Une version dynamique et modernisée

« Dès le lever de rideau, le rythme (saccadé) est donné : tous les personnages semblent empressés, compressés, dépassés par le tumulte de la vie citadine (pseudo-)péruvienne et par l’urgence d’une intrigue qui avance implacablement vers son dénouement sans qu’il ne soit donné au public le temps de reprendre son souffle. Une énergie appréciable alors que le metteur en scène défend dans ses propos un aspect trouble et ombrageux du livret, qui se reflète dans le décor sombre de Chantal Thomas, entre demi-obscurité de la ville et opacité des miroirs du palais mettant en scène une austérité politique avec ces immenses bannières à l’effigie du tyrannique vice-roi.

Les airs de Périchole, ô combien émouvants, le désespoir de Piquillo, ou encore le désarroi pathétique du vice-roi cèdent le pas à une succession de sketchs très bien agencés. Leur répétition sont pimentées par des trouvailles particulièrement réjouissantes comme les interventions remarquées des dames de la cour à l’acte II, sorte d’énorme banc de truites argentées aux mimiques d’héritière capricieuse, ou encore, lorsque le vice-roi ordonne à la cour de poursuivre Piquillo, les courtisans incapables ne pouvant que répéter mot pour mot ce que dit le vice-roi. » (Olyrix)

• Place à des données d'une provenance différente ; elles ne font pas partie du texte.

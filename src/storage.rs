//! Storage driver contract and the filesystem implementation.
//!
//! The proxy only assumes a content-addressed key/value store with
//! streaming reads and writes, stat, delete, and signed-URL generation.
//! Object-store backends implement the same trait out of tree.

use std::path::{Path, PathBuf};
use std::sync::atomic::{AtomicU64, Ordering};
use std::time::{Duration, SystemTime, UNIX_EPOCH};

use async_trait::async_trait;
use base64::engine::general_purpose::URL_SAFE_NO_PAD;
use base64::Engine;
use ed25519_dalek::{Signer, SigningKey};
use tokio::fs;
use tokio::io::{AsyncRead, AsyncWriteExt};
use url::Url;

use crate::error::{ProxyError, Result};

#[derive(Debug, Clone)]
pub struct FileInfo {
    pub path: String,
    pub size: u64,
    pub mod_time: SystemTime,
}

#[derive(Debug, Clone, Default)]
pub struct UrlOptions {
    pub method: String,
    pub expires_in: Option<Duration>,
    pub referer: Option<String>,
}

/// A streaming write that only becomes visible on `commit`.
#[async_trait]
pub trait BlobWriter: Send {
    async fn write_chunk(&mut self, buf: &[u8]) -> Result<()>;
    /// Publish the write and return the number of bytes written.
    async fn commit(self: Box<Self>) -> Result<u64>;
    async fn cancel(self: Box<Self>) -> Result<()>;
}

#[async_trait]
pub trait StorageDriver: Send + Sync {
    async fn get_content(&self, path: &str) -> Result<Vec<u8>>;
    async fn put_content(&self, path: &str, content: &[u8]) -> Result<()>;
    async fn reader(
        &self,
        path: &str,
        offset: u64,
    ) -> Result<Box<dyn AsyncRead + Send + Unpin>>;
    async fn writer(&self, path: &str, append: bool) -> Result<Box<dyn BlobWriter>>;
    async fn stat(&self, path: &str) -> Result<FileInfo>;
    async fn delete(&self, path: &str) -> Result<()>;
    async fn list(&self, path: &str) -> Result<Vec<String>>;
    async fn walk(&self, path: &str) -> Result<Vec<FileInfo>>;
    async fn url_for(&self, path: &str, opts: &UrlOptions) -> Result<String>;
}

static TEMP_SEQ: AtomicU64 = AtomicU64::new(0);

/// Filesystem-backed driver. Signed URLs are issued under `redirect_base`
/// with an ed25519 signature over `path|expiry|referer`, to be checked by
/// whatever serves that base.
pub struct FsDriver {
    root: PathBuf,
    redirect_base: Option<Url>,
    signing_key: Option<SigningKey>,
}

impl FsDriver {
    pub fn new(root: PathBuf) -> Result<Self> {
        std::fs::create_dir_all(&root)
            .map_err(|e| ProxyError::Storage(format!("create storage root: {}", e)))?;
        Ok(Self {
            root,
            redirect_base: None,
            signing_key: None,
        })
    }

    pub fn with_redirect_base(mut self, base: Url) -> Self {
        self.redirect_base = Some(base);
        self
    }

    pub fn with_signing_key(mut self, key: SigningKey) -> Self {
        self.signing_key = Some(key);
        self
    }

    fn full_path(&self, path: &str) -> PathBuf {
        self.root.join(path.trim_start_matches('/'))
    }

    fn rel_path(&self, full: &Path) -> String {
        match full.strip_prefix(&self.root) {
            Ok(rel) => format!("/{}", rel.to_string_lossy()),
            Err(_) => full.to_string_lossy().into_owned(),
        }
    }
}

struct FsWriter {
    file: fs::File,
    temp_path: PathBuf,
    final_path: PathBuf,
    written: u64,
}

#[async_trait]
impl BlobWriter for FsWriter {
    async fn write_chunk(&mut self, buf: &[u8]) -> Result<()> {
        self.file.write_all(buf).await?;
        self.written += buf.len() as u64;
        Ok(())
    }

    async fn commit(mut self: Box<Self>) -> Result<u64> {
        self.file.sync_all().await?;
        fs::rename(&self.temp_path, &self.final_path).await?;
        Ok(self.written)
    }

    async fn cancel(self: Box<Self>) -> Result<()> {
        drop(self.file);
        let _ = fs::remove_file(&self.temp_path).await;
        Ok(())
    }
}

#[async_trait]
impl StorageDriver for FsDriver {
    async fn get_content(&self, path: &str) -> Result<Vec<u8>> {
        Ok(fs::read(self.full_path(path)).await?)
    }

    async fn put_content(&self, path: &str, content: &[u8]) -> Result<()> {
        let full = self.full_path(path);
        if let Some(parent) = full.parent() {
            fs::create_dir_all(parent).await?;
        }
        // Atomic write: temp file, then rename.
        let temp = full.with_extension(format!("{}.tmp", TEMP_SEQ.fetch_add(1, Ordering::Relaxed)));
        fs::write(&temp, content).await?;
        fs::rename(&temp, &full).await?;
        Ok(())
    }

    async fn reader(
        &self,
        path: &str,
        offset: u64,
    ) -> Result<Box<dyn AsyncRead + Send + Unpin>> {
        use tokio::io::AsyncSeekExt;
        let mut file = fs::File::open(self.full_path(path)).await?;
        if offset > 0 {
            file.seek(std::io::SeekFrom::Start(offset)).await?;
        }
        Ok(Box::new(file))
    }

    async fn writer(&self, path: &str, append: bool) -> Result<Box<dyn BlobWriter>> {
        let full = self.full_path(path);
        if let Some(parent) = full.parent() {
            fs::create_dir_all(parent).await?;
        }
        if append {
            return Err(ProxyError::Storage(
                "append writes are not supported".to_string(),
            ));
        }
        let temp =
            full.with_extension(format!("{}.tmp", TEMP_SEQ.fetch_add(1, Ordering::Relaxed)));
        let file = fs::File::create(&temp).await?;
        Ok(Box::new(FsWriter {
            file,
            temp_path: temp,
            final_path: full,
            written: 0,
        }))
    }

    async fn stat(&self, path: &str) -> Result<FileInfo> {
        let meta = fs::metadata(self.full_path(path)).await?;
        Ok(FileInfo {
            path: path.to_string(),
            size: meta.len(),
            mod_time: meta.modified().unwrap_or(UNIX_EPOCH),
        })
    }

    async fn delete(&self, path: &str) -> Result<()> {
        let full = self.full_path(path);
        let meta = fs::metadata(&full).await?;
        if meta.is_dir() {
            fs::remove_dir_all(&full).await?;
        } else {
            fs::remove_file(&full).await?;
        }
        Ok(())
    }

    async fn list(&self, path: &str) -> Result<Vec<String>> {
        let full = self.full_path(path);
        let mut entries = fs::read_dir(&full).await?;
        let mut names = Vec::new();
        while let Some(entry) = entries.next_entry().await? {
            names.push(self.rel_path(&entry.path()));
        }
        names.sort();
        Ok(names)
    }

    async fn walk(&self, path: &str) -> Result<Vec<FileInfo>> {
        let mut out = Vec::new();
        let mut stack = vec![self.full_path(path)];
        while let Some(dir) = stack.pop() {
            let mut entries = fs::read_dir(&dir).await?;
            while let Some(entry) = entries.next_entry().await? {
                let meta = entry.metadata().await?;
                if meta.is_dir() {
                    stack.push(entry.path());
                } else {
                    out.push(FileInfo {
                        path: self.rel_path(&entry.path()),
                        size: meta.len(),
                        mod_time: meta.modified().unwrap_or(UNIX_EPOCH),
                    });
                }
            }
        }
        Ok(out)
    }

    async fn url_for(&self, path: &str, opts: &UrlOptions) -> Result<String> {
        let base = self
            .redirect_base
            .as_ref()
            .ok_or_else(|| ProxyError::Storage("no redirect base configured".to_string()))?;

        let mut url = base
            .join(path.trim_start_matches('/'))
            .map_err(|e| ProxyError::Storage(format!("join redirect url: {}", e)))?;

        let expires = opts.expires_in.map(|d| {
            (SystemTime::now() + d)
                .duration_since(UNIX_EPOCH)
                .map(|d| d.as_secs())
                .unwrap_or(0)
        });

        {
            let mut query = url.query_pairs_mut();
            if let Some(exp) = expires {
                query.append_pair("expires", &exp.to_string());
            }
            if let Some(key) = &self.signing_key {
                let payload = format!(
                    "{}|{}|{}",
                    path,
                    expires.unwrap_or(0),
                    opts.referer.as_deref().unwrap_or("")
                );
                let sig = key.sign(payload.as_bytes());
                query.append_pair("sig", &URL_SAFE_NO_PAD.encode(sig.to_bytes()));
            }
        }

        Ok(url.to_string())
    }
}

Une nouvelle de Prosper Mérimée (1803-1870)

Prosper Mérimée avait publié en 1828 un recueil de petites pièces, intitulé Théâtre de Clara Gazul. L’une d’elles, « Le carrosse du Saint-Sacrement », met en scène une comédienne fameuse de Lima, la Périchole. Cette actrice a reçu de son amant, le vice-roi du Pérou, un magnifique carrosse avec lequel elle se rend à l’église, ce qui scandalise toute la population. Peu après, la jeune femme, pour apaiser les esprits, fait don du carrosse à la cathédrale pour le transport du Saint-Sacrement.

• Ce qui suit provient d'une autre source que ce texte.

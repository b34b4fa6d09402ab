//! Signed bearer tokens.
//!
//! A token is `base64url(signature) "." base64url(payload)` where the
//! payload is the canonical JSON claim set below. Decoding verifies the
//! signature before touching the JSON, so an unverified payload is never
//! parsed.

use axum::http::{header, HeaderMap, StatusCode};
use axum::response::{IntoResponse, Response};
use base64::engine::general_purpose::URL_SAFE_NO_PAD;
use base64::Engine;
use chrono::{DateTime, Utc};
use ed25519_dalek::{Signature, Signer as _, SigningKey, Verifier as _, VerifyingKey};
use serde::{Deserialize, Serialize};

use crate::errcode::{self, Code, Errors};
use crate::error::{ProxyError, Result};

fn is_false(v: &bool) -> bool {
    !*v
}

fn is_zero_i64(v: &i64) -> bool {
    *v == 0
}

fn is_zero_u64(v: &u64) -> bool {
    *v == 0
}

/// Effective authorization attributes carried by a token and produced by
/// the policy resolver.
#[derive(Debug, Clone, Default, PartialEq, Serialize, Deserialize)]
pub struct Attribute {
    #[serde(default, skip_serializing_if = "is_zero_i64")]
    pub user_id: i64,
    #[serde(default, skip_serializing_if = "is_zero_i64")]
    pub registry_id: i64,
    #[serde(default, skip_serializing_if = "is_zero_i64")]
    pub token_id: i64,

    #[serde(default, skip_serializing_if = "is_false")]
    pub no_rate_limit: bool,
    #[serde(default, skip_serializing_if = "is_zero_u64")]
    pub rate_limit_per_second: u64,

    #[serde(default, skip_serializing_if = "is_false")]
    pub no_allowlist: bool,
    #[serde(default, skip_serializing_if = "is_false")]
    pub no_block: bool,
    #[serde(default, skip_serializing_if = "is_false")]
    pub allow_tags_list: bool,
    #[serde(default, skip_serializing_if = "is_false")]
    pub cache_first: bool,
    #[serde(default, skip_serializing_if = "is_zero_i64")]
    pub weight: i64,

    #[serde(default, skip_serializing_if = "String::is_empty")]
    pub host: String,
    #[serde(default, skip_serializing_if = "String::is_empty")]
    pub image: String,

    #[serde(default, skip_serializing_if = "is_false")]
    pub no_blobs_agent: bool,
    #[serde(rename = "blobs_url", default, skip_serializing_if = "String::is_empty")]
    pub blobs_agent_url: String,

    #[serde(default, skip_serializing_if = "is_false")]
    pub always_redirect: bool,

    #[serde(default, skip_serializing_if = "is_false")]
    pub block: bool,
    #[serde(default, skip_serializing_if = "String::is_empty")]
    pub block_message: String,
}

/// The signed claim set.
#[derive(Debug, Clone, Default, PartialEq, Serialize, Deserialize)]
pub struct Token {
    #[serde(default, skip_serializing_if = "Option::is_none")]
    pub expires_at: Option<DateTime<Utc>>,
    #[serde(default, skip_serializing_if = "String::is_empty")]
    pub scope: String,
    #[serde(default, skip_serializing_if = "String::is_empty")]
    pub service: String,
    #[serde(default, skip_serializing_if = "String::is_empty")]
    pub account: String,
    #[serde(default, skip_serializing_if = "String::is_empty")]
    pub ip: String,
    #[serde(default, skip_serializing_if = "String::is_empty")]
    pub image: String,

    #[serde(default)]
    pub attribute: Attribute,
}

pub struct Signer {
    key: SigningKey,
}

impl Signer {
    pub fn new(key: SigningKey) -> Self {
        Self { key }
    }

    pub fn sign(&self, data: &[u8]) -> String {
        let sig = self.key.sign(data);
        format!(
            "{}.{}",
            URL_SAFE_NO_PAD.encode(sig.to_bytes()),
            URL_SAFE_NO_PAD.encode(data)
        )
    }
}

pub struct Verifier {
    key: VerifyingKey,
}

impl Verifier {
    pub fn new(key: VerifyingKey) -> Self {
        Self { key }
    }

    pub fn verify(&self, code: &str) -> Result<Vec<u8>> {
        let (sig_part, payload_part) = code
            .split_once('.')
            .ok_or_else(|| ProxyError::Token("malformed token".to_string()))?;

        let sig_bytes = URL_SAFE_NO_PAD
            .decode(sig_part)
            .map_err(|_| ProxyError::Token("malformed token signature".to_string()))?;
        let sig_bytes: [u8; 64] = sig_bytes
            .try_into()
            .map_err(|_| ProxyError::Token("malformed token signature".to_string()))?;
        let payload = URL_SAFE_NO_PAD
            .decode(payload_part)
            .map_err(|_| ProxyError::Token("malformed token payload".to_string()))?;

        self.key
            .verify(&payload, &Signature::from_bytes(&sig_bytes))
            .map_err(|_| ProxyError::Token("invalid token signature".to_string()))?;

        Ok(payload)
    }
}

pub struct Encoder {
    signer: Signer,
}

impl Encoder {
    pub fn new(signer: Signer) -> Self {
        Self { signer }
    }

    pub fn encode(&self, token: &Token) -> Result<String> {
        let payload = serde_json::to_vec(token)?;
        Ok(self.signer.sign(&payload))
    }
}

pub struct Decoder {
    verifier: Verifier,
}

impl Decoder {
    pub fn new(verifier: Verifier) -> Self {
        Self { verifier }
    }

    pub fn decode(&self, code: &str) -> Result<Token> {
        let payload = self.verifier.verify(code)?;
        let token: Token = serde_json::from_slice(&payload)
            .map_err(|e| ProxyError::Token(format!("malformed token claims: {}", e)))?;
        Ok(token)
    }
}

/// Validates the `Authorization` header on incoming requests and issues the
/// bearer challenge pointing clients at the token endpoint.
pub struct Authenticator {
    decoder: Decoder,
    token_url: String,
}

impl Authenticator {
    pub fn new(decoder: Decoder, token_url: String) -> Self {
        Self { decoder, token_url }
    }

    pub fn authorization(&self, headers: &HeaderMap) -> Result<Token> {
        let value = headers
            .get(header::AUTHORIZATION)
            .and_then(|v| v.to_str().ok())
            .ok_or_else(|| ProxyError::Token("no authorization provided".to_string()))?;

        let code = value
            .strip_prefix("Bearer ")
            .ok_or_else(|| ProxyError::Token("authorization is not bearer".to_string()))?;

        let token = self.decoder.decode(code)?;

        match token.expires_at {
            Some(expires_at) if expires_at > Utc::now() => Ok(token),
            _ => Err(ProxyError::Token("token expired".to_string())),
        }
    }

    /// 401 with the `WWW-Authenticate: Bearer` challenge.
    pub fn challenge(&self, service: &str, scope: &str) -> Response {
        let mut challenge = format!("Bearer realm=\"{}\"", self.token_url);
        if !service.is_empty() {
            challenge.push_str(&format!(",service=\"{}\"", service));
        }
        if !scope.is_empty() {
            challenge.push_str(&format!(",scope=\"{}\"", scope));
        }

        let errors: Errors = Code::Unauthorized.into();
        let mut response = errcode::serve_json(&errors, Some(StatusCode::UNAUTHORIZED));
        if let Ok(value) = challenge.parse() {
            response
                .headers_mut()
                .insert(header::WWW_AUTHENTICATE, value);
        }
        response
    }
}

Jacques Offenbach (1819-1890)

Jacob Offenbach est né à Cologne (Allemagne) en 1819 dans une modeste famille juive, qui doit la citoyenneté à Napoléon. En effet son père, Isaac Juda Eberst, avait en 1800 quitté sa ville natale d’Offenbach sur le Main pour s’installer à Cologne, ville faisant alors partie de la Confédération du Rhin, état satellite de l’Empire où il adopta comme nom de famille Der Offenbacher, puis simplement Offenbach, la loi française obligeant les juifs à avoir un patronyme stable en contrepartie de la citoyenneté.

Il devient relieur et professeur de musique et de composition. Par la suite il est cantor à la synagogue de Cologne. Jacques Offenbach son dernier fils révèle très jeune des dons pour la musique et le violoncelle. Son père l’envoie poursuivre ses études musicales à Paris. À 14 ans, il est admis dans la classe de violoncelle du Conservatoire et débute sa carrière de soliste virtuose très rapidement.

Il rejoint l’orchestre de l’Ambigu-Comique (qui s’appellera plus tard l’Opéra-Comique). Chef d’orchestre en titre de la Comédie française en 1850, il est vite apprécié pour ses « petites » compositions : valses, romances, arrangements et petites formes lyriques à trois personnages comme la loi l’imposait pour ne pas faire de concurrence aux théâtres lyriques officiels.

En 1855, il ouvre enfin son théâtre, les Bouffes-Parisiens, afin d’y représenter ses propres œuvres avec la bénédiction de Napoléon III qui sera un de ses grands admirateurs.

Influencé par Rossini et Mozart, il invente l’opéra bouffe français à l’humour débridé et à la satire mordante, avec la complicité des excellents librettistes Henri Meilhac et Ludovic Halévy.

Entre 1858 et 1869, Orphée aux Enfers (1858), La Belle Hélène (1864), Barbe-Bleue (1866), La Vie parisienne (1866), La Grande-Duchesse de Gerolstein (1867), La Périchole (1868) ou encore Les Brigands (1869) font les beaux soirs du Théâtre des Variétés et la célébrité du compositeur en enthousiasmant le public du Second Empire, avide de plaisirs et de dérision.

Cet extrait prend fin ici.